* _The task_
Below are entries. Copy exactly the lines running from the line that holds "impl ResponseInterceptor for" to the line that holds "let outcome = if", with both ends included.

[Items from a dataset]

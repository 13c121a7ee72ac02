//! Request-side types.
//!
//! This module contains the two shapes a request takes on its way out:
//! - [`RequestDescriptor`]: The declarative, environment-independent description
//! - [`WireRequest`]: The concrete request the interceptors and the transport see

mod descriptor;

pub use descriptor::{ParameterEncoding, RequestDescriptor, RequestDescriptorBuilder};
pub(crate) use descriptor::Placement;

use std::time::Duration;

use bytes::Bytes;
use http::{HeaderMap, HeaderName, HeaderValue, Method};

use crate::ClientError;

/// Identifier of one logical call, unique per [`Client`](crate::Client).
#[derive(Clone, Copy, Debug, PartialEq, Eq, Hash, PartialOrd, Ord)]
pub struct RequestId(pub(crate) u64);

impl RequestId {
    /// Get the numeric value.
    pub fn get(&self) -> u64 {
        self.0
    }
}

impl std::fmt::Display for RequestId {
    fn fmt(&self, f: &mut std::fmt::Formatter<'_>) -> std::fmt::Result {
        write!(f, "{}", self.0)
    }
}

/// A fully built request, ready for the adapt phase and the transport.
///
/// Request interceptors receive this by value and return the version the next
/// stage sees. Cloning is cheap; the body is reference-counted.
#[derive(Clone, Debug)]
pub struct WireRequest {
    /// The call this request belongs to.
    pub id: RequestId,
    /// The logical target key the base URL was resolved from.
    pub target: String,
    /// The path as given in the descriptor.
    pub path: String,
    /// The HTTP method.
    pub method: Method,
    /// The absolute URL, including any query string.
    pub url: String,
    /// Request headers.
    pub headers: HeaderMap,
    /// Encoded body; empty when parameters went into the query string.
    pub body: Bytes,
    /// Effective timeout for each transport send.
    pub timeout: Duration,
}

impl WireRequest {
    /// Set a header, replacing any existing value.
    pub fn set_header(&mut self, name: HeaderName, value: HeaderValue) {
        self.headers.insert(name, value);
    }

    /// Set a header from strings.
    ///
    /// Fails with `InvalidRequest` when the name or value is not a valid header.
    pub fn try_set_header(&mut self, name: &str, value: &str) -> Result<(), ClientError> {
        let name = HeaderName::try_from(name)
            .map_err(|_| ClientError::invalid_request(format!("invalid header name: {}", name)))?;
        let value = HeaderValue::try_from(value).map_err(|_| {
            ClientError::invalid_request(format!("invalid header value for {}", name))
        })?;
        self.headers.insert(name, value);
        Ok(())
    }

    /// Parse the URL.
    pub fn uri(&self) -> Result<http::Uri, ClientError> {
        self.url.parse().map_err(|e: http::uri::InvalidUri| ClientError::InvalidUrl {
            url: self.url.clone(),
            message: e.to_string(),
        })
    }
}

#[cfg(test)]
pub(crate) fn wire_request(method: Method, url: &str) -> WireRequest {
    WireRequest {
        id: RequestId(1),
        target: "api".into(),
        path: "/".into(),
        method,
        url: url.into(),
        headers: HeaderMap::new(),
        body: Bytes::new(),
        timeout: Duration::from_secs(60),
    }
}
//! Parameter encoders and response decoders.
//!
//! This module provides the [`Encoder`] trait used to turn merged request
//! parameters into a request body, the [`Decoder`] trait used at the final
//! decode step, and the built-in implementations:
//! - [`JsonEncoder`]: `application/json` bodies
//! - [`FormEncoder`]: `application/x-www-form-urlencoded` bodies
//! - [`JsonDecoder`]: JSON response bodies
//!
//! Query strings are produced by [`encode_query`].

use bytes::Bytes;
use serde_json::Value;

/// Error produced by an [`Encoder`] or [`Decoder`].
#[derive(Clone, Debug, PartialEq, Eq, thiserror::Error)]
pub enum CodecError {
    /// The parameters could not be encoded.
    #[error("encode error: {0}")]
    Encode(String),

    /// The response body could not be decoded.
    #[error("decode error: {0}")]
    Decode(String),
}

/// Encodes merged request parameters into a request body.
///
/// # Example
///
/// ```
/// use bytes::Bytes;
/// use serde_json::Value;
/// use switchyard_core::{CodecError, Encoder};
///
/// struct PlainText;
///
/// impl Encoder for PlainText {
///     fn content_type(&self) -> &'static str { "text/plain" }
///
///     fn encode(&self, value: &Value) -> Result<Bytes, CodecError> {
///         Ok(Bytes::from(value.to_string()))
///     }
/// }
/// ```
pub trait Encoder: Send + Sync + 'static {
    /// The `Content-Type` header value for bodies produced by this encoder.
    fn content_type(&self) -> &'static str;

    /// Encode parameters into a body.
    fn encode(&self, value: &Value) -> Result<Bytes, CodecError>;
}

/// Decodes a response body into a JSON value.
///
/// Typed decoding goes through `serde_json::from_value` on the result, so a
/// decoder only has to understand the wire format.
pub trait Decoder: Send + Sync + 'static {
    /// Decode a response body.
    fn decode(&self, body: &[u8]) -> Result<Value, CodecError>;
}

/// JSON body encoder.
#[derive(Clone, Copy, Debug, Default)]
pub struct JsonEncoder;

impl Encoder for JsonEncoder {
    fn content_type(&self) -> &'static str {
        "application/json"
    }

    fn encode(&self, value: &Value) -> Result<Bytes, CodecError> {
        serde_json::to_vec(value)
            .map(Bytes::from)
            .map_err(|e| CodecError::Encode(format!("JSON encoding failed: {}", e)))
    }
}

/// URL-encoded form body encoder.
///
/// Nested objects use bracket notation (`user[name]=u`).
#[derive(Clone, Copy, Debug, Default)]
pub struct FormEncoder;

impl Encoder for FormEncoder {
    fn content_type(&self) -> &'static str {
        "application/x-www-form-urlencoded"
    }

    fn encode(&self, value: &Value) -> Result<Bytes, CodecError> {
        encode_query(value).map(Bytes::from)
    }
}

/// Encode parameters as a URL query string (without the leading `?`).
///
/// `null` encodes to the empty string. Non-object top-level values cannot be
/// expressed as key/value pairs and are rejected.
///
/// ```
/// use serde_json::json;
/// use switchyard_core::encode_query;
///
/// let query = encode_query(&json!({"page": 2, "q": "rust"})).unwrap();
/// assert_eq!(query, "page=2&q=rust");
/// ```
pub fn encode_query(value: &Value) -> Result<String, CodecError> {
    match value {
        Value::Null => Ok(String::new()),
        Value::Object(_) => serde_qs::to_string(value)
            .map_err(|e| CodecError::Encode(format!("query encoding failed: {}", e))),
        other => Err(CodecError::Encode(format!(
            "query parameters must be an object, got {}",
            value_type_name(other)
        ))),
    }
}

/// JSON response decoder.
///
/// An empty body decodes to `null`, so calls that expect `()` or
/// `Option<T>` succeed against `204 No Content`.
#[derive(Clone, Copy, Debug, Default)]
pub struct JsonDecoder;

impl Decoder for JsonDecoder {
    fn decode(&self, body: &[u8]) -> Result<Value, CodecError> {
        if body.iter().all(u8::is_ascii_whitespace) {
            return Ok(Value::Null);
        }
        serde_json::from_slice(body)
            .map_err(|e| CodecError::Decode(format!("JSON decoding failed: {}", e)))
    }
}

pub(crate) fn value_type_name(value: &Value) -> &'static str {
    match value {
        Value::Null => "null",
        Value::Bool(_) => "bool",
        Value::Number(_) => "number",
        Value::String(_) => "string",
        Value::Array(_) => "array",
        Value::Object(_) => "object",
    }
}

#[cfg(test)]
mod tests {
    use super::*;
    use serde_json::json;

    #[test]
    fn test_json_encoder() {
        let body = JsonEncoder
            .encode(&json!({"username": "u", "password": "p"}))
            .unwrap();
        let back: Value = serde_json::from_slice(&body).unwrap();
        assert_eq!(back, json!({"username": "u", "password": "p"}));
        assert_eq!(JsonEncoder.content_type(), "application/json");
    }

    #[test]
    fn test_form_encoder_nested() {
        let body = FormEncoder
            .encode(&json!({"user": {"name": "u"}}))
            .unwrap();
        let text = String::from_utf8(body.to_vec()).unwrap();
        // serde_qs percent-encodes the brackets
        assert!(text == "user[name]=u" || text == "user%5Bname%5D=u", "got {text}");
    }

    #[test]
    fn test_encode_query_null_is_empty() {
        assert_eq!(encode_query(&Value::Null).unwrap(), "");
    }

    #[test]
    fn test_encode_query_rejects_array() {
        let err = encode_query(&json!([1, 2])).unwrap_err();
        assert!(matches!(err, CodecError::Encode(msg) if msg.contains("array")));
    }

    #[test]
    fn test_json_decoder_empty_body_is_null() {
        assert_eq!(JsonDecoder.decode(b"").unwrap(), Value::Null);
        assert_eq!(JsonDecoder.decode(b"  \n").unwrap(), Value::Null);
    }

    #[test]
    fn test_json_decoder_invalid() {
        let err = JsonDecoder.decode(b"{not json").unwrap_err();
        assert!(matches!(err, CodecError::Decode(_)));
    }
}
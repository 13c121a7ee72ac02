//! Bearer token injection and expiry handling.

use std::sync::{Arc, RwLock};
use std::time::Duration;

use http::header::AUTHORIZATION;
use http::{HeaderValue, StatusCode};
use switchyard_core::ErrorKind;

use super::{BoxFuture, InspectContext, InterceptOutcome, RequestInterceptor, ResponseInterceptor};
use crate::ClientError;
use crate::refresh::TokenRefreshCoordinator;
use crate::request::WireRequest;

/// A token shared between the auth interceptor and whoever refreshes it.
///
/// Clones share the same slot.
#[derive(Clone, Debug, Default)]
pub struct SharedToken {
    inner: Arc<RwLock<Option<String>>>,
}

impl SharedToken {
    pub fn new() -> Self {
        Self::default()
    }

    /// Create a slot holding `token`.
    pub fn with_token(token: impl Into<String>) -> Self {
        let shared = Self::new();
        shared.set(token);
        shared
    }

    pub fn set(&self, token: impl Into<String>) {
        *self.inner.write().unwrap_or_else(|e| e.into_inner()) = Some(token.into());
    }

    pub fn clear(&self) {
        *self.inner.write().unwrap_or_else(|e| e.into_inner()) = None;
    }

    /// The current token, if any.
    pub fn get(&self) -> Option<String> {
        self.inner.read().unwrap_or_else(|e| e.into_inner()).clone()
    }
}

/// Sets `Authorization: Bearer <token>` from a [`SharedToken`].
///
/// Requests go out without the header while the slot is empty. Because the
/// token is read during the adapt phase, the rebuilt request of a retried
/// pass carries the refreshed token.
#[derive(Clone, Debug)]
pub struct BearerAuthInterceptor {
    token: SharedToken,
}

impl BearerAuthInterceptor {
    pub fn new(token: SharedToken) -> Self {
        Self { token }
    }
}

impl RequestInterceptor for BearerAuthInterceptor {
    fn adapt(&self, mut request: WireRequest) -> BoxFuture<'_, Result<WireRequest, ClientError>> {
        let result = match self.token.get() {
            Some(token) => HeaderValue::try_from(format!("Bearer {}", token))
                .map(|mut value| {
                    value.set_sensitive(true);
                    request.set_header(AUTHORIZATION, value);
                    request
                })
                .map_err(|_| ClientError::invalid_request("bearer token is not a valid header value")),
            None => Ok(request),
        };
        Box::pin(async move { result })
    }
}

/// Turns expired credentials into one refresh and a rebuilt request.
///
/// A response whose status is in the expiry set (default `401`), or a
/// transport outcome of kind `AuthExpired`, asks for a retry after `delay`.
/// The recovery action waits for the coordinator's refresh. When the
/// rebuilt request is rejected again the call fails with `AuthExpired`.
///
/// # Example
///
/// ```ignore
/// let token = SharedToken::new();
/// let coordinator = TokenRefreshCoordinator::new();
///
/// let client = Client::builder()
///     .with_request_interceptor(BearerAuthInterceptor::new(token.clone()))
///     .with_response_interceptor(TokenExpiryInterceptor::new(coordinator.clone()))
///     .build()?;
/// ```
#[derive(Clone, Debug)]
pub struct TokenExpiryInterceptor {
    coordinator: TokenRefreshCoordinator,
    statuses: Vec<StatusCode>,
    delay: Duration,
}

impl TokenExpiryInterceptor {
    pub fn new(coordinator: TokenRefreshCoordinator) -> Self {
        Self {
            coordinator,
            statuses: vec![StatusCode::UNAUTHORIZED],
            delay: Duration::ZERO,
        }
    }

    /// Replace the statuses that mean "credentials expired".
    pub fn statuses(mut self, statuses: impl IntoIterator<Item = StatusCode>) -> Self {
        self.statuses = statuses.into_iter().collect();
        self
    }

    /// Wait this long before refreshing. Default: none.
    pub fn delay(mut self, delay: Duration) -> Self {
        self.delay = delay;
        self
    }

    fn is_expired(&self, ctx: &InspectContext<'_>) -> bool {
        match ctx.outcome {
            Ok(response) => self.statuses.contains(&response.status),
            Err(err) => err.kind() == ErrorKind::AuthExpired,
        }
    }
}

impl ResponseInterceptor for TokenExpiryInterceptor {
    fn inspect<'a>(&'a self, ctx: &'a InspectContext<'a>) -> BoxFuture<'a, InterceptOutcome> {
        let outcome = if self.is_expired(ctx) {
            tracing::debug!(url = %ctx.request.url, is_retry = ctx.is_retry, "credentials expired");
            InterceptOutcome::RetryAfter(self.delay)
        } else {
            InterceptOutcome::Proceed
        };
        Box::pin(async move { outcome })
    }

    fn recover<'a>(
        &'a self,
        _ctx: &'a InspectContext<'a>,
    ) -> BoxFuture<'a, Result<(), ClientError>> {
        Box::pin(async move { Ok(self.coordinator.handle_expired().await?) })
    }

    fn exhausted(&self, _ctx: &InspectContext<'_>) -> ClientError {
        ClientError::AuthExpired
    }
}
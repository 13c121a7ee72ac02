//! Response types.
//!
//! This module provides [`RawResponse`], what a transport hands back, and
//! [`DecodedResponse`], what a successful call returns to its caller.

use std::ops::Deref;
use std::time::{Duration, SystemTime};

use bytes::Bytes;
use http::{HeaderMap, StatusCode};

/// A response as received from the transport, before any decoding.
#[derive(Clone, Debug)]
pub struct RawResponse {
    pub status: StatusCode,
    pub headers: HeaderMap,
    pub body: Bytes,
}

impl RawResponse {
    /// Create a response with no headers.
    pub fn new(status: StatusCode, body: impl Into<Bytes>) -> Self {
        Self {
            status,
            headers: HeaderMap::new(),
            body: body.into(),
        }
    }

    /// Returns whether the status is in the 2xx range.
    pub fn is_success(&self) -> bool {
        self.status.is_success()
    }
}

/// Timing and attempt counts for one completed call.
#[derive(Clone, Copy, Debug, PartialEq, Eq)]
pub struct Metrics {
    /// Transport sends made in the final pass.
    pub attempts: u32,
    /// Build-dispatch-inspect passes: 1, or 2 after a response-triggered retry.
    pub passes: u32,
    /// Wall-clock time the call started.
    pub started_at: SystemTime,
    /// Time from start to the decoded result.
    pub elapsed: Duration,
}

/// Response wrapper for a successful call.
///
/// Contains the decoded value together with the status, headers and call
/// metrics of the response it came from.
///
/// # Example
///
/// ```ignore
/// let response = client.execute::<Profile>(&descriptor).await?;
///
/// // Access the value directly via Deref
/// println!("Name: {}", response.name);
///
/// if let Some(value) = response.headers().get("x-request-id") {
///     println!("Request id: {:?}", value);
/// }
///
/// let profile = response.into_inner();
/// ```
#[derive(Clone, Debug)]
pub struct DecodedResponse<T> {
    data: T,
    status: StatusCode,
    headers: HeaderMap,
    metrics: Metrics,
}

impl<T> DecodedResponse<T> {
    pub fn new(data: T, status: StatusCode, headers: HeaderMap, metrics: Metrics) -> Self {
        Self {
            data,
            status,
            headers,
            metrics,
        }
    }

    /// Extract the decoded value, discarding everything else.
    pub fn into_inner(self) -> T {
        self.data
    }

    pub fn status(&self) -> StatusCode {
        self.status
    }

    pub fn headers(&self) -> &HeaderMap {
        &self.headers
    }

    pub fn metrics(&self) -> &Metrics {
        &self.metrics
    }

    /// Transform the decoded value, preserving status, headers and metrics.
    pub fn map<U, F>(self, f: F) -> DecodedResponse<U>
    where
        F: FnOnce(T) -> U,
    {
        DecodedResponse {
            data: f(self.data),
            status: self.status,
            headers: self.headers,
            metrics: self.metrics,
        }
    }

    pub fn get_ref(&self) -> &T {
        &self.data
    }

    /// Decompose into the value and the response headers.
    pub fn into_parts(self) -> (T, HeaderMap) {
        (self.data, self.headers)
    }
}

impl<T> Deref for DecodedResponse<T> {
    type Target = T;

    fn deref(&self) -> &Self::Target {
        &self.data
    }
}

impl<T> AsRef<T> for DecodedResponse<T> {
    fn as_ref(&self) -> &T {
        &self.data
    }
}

* _Result for this task_
impl ResponseInterceptor for TokenExpiryInterceptor {
    fn inspect<'a>(&'a self, ctx: &'a InspectContext<'a>) -> BoxFuture<'a, InterceptOutcome> {
        let outcome = if self.is_expired(ctx) {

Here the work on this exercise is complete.